Il romanzo si apre e si snoda attraverso il racconto di Cesira,
ormai nonna, ai nipoti, in un intreccio
di piani temporali in cui si alternano le voci delle due protagoniste: quella
di Cesira stessa e quella di Annittedda, nipote attenta all’affabulazione della
nonna che, ormai adulta, diventa l’io
narrante della vicenda. Annittedda, cui la nonna ha affidato la memoria e il
racconto della sua vita e della “sua”
storia, incrocia continuamente le sue riflessioni, i suoi ricordi, le sue considerazioni,
alla vivace e appassionante descrizione affabulatoria della nonna.
La storia minima della famiglia di Cesira copre un’epoca
assai lunga: dallo scoppio della prima guerra mondiale alla fine della seconda
guerra e alla faticosa ricostruzione, con una focalizzazione privilegiata su
ciò che avviene in Sardegna.
E’ una storia vista dalla prospettiva degli umili,
raccontata attraverso gli occhi e la voce di “sa pippìa” come viene chiamata, subito
appena sbarcata in Sardegna, Cesira, che dipinge ai nipoti con tinte vivaci e
briose, in un linguaggio misto tra la sua parlata d’origine, il toscano, e
quella di arrivo, il sardo, un quadro d’ambiente fatto di povertà, fin da quando, dopo una traversata
sconvolgente per una bambina che non aveva mai conosciuto il mare, viene accolta
dalla signora Assunta, vedova Stagi, toscana anche lei, di Marliana, in una modestissima casa piena
di scarafaggi, nei pressi di Bonaria, a Cagliari.
Tuttavia il racconto non è mai un racconto disperato. Al
contrario, Cesira illumina col suo ottimismo e la sua forza tutte le
vicissitudini e gli enormi sacrifici che la condizione dell’isola, in quel periodo
storico, comporta, mettendo in evidenza la capacità dei nuovi parenti di dare e
ricevere calore umano e bontà, anche nella lotta per la sopravvivenza, durissima lotta, che
salva solo i più forti. L’animo degli abitanti dell’isola balza con grande evidenza
nel continuo aiuto reciproco -la solidarietà tra poveri- che connota tutta la
vicenda della famiglia ma anche degli abitanti di quel pezzo di Cagliari che fa
da corte ed eco alla famiglia stessa, intrecciando con questa le sofferenze ma
anche le piccole gioie.
A questa piccola
storia si giustappone la grande
storia , la storia della guerra contro i tedeschi prima e della lotta
partigiana poi, in uno scenario duplice, Sardegna e Appennino toscano, sedi
delle lotte e delle ritorsioni dei tedeschi in fuga.

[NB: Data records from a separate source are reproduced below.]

//! Template parser.
//!
//! Parsing runs in three passes over the source:
//!
//! 1. [`header`] strips the metadata header.
//! 2. [`lexer`] splits the body into logical lines (a `<<...>>` block may
//!    span several physical lines) and drops blanks and comments.
//! 3. The block parser here groups lines by indentation, while
//!    [`statement`] decides what each line means.
//!
//! Every failure is a [`ParseError`] carrying the line and column of the
//! offending construct. No partial tree is ever returned.

mod expr;
mod header;
mod lexer;
mod source;
mod statement;
mod text;

use crate::ast::{Expr, Node, Template};
use crate::error::{ParseError, ParseErrorKind};
use lexer::LogicalLine;
use source::SourceMap;
use statement::{Body, Clause, ClauseKind, LineParser, Stmt, fold_chain};

/// Parse template or script source into a [`Template`].
pub fn parse(source: &str) -> Result<Template, ParseError> {
    let map = SourceMap::new(source);
    let (metadata, body_start) = header::parse_header(&map)?;
    let lines = lexer::logical_lines(&map, body_start)?;
    let base_indent = lines.iter().map(|l| l.indent).min().unwrap_or(0);

    let mut parser = BlockParser {
        map: &map,
        lines,
        pos: 0,
    };
    let ast = parser.parse_block(base_indent)?;

    tracing::debug!(
        metadata = metadata.len(),
        nodes = ast.len(),
        "parsed template"
    );
    Ok(Template { metadata, ast })
}

/// Parse a standalone expression, as used in conditions and bindings.
pub fn parse_expression(source: &str) -> Result<Expr, ParseError> {
    let map = SourceMap::new(source);
    expr::parse_expr(&map, 0, source.len())
}

struct BlockParser<'m, 'a> {
    map: &'m SourceMap<'a>,
    lines: Vec<LogicalLine>,
    pos: usize,
}

impl BlockParser<'_, '_> {
    fn peek(&self) -> Option<LogicalLine> {
        self.lines.get(self.pos).copied()
    }

    fn parse_line(&self, line: LogicalLine) -> Result<Stmt, ParseError> {
        LineParser::new(self.map, line).parse_statement()
    }

    /// Parse consecutive lines at exactly `indent`, stopping at the first
    /// line indented less.
    fn parse_block(&mut self, indent: usize) -> Result<Vec<Node>, ParseError> {
        let mut nodes = Vec::new();

        while let Some(line) = self.peek() {
            if line.indent < indent {
                break;
            }
            if line.indent > indent {
                return Err(self.map.error(ParseErrorKind::UnexpectedIndent, line.start));
            }
            self.pos += 1;

            match self.parse_line(line)? {
                Stmt::Node(node) => nodes.push(node),
                Stmt::Empty | Stmt::Ignored => {}
                Stmt::Chain(clauses) => nodes.extend(self.parse_chain(clauses, indent)?),
                Stmt::Loop {
                    var,
                    iterable,
                    body,
                    header,
                    offset,
                } => {
                    let body = self.resolve_body(body, indent, &header, offset)?;
                    nodes.push(Node::Loop {
                        var,
                        iterable,
                        body,
                    });
                }
            }
        }

        Ok(nodes)
    }

    /// Build a conditional from an `if` line plus any `elif`/`else` lines
    /// that follow it at the same indentation.
    fn parse_chain(&mut self, clauses: Vec<Clause>, indent: usize) -> Result<Option<Node>, ParseError> {
        if let Some(first) = clauses.first()
            && first.kind != ClauseKind::If
        {
            let keyword = match first.kind {
                ClauseKind::Elif => "elif",
                _ => "else",
            };
            return Err(self.map.error(
                ParseErrorKind::OrphanBranch(keyword.to_string()),
                first.offset,
            ));
        }

        let mut resolved = Vec::new();
        let mut pending = clauses;
        loop {
            let mut closed = false;
            for clause in pending {
                closed = clause.kind == ClauseKind::Else;
                let body = self.resolve_body(clause.body, indent, &clause.header, clause.offset)?;
                resolved.push((clause.condition, body));
            }
            if closed {
                break;
            }
            let Some(next) = self.peek().filter(|l| l.indent == indent && self.continues_chain(*l)) else {
                break;
            };
            self.pos += 1;
            match self.parse_line(next)? {
                Stmt::Chain(more) => pending = more,
                _ => break,
            }
        }

        Ok(fold_chain(resolved))
    }

    fn continues_chain(&self, line: LogicalLine) -> bool {
        let text = &self.map.src()[line.start..line.end];
        let word = text
            .split(|c: char| !(c.is_alphanumeric() || c == '_'))
            .next()
            .unwrap_or_default();
        matches!(word, "elif" | "else")
    }

    fn resolve_body(
        &mut self,
        body: Body,
        indent: usize,
        header: &str,
        offset: usize,
    ) -> Result<Vec<Node>, ParseError> {
        match body {
            Body::Inline(nodes) => Ok(nodes),
            Body::Indented => match self.peek() {
                Some(next) if next.indent > indent => self.parse_block(next.indent),
                _ => Err(self.map.error(
                    ParseErrorKind::MissingBody(header.to_string()),
                    offset,
                )),
            },
        }
    }
}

Si nota la vocazione alla storia dell’autrice Anna Castellino che sceglie, qui come negli altri suoi libri, di
raccontarla per bocca dei protagonisti minori, privilegiando l’interessante, vale a dire
quell’espediente che, come Manzoni ci ha insegnato, è il “trucco” che avvince
il lettore e lo inchioda alla lettura del romanzo fino all’ultima pagina.
Sinossi del libro: “Le ragazze
sono partite”
di Giacomo Mameli –CUEC ed. –
Cagliari, 2015
Intorno agli anni sessanta del novecento, da un piccolo
paesino della Sardegna, indicato con il nome antico di Foghesu, oggi Perdasdefogu, molte ragazze , giovani e giovanissime, partono per il continente, spinte dalla povertà e dalla
mancanza di prospettive, per andare a svolgere il lavoro di zeracche , come un tempo venivano
chiamate, un po’ spregiativamente, con
un termine dall’etimo spagnolo, le collaboratrici domestiche.
La Sardegna della metà del secolo scorso, uscita fuori
dalla crisi della guerra e non toccata quasi per nulla, se non tangenzialmente,
dalla ricostruzione, non offre ai giovani serie prospettive di lavoro che non
siano quelle tradizionali dell’agricoltura e della pastorizia, praticate con
sistemi ancora ancestrali. In questo panorama soprattutto le donne, specie le giovani, non potevano
sperare in un futuro che facesse loro superare la condizione di estrema povertà
e di semplice supporto familiare. In tale situazione per nessuna di loro
sarebbe stato possibile affrancarsi dagli stenti di una vita marginale e subalterna.
Una possibilità però veniva loro offerta dalla pratica di un lavoro utile e dignitoso:
la collaborazione domestica che, con una giusta retribuzione, avrebbe potuto assicurare
loro un sostanziale miglioramento di vita.
E’ pur vero che la pratica del servizio domestico veniva
svolta da molte giovani nell’isola, specialmente nelle città più grandi , ad
esempio Cagliari, ma tale lavoro era quasi sempre mal retribuito e non
assicurava una seria opportunità per migliorare il proprio status sociale.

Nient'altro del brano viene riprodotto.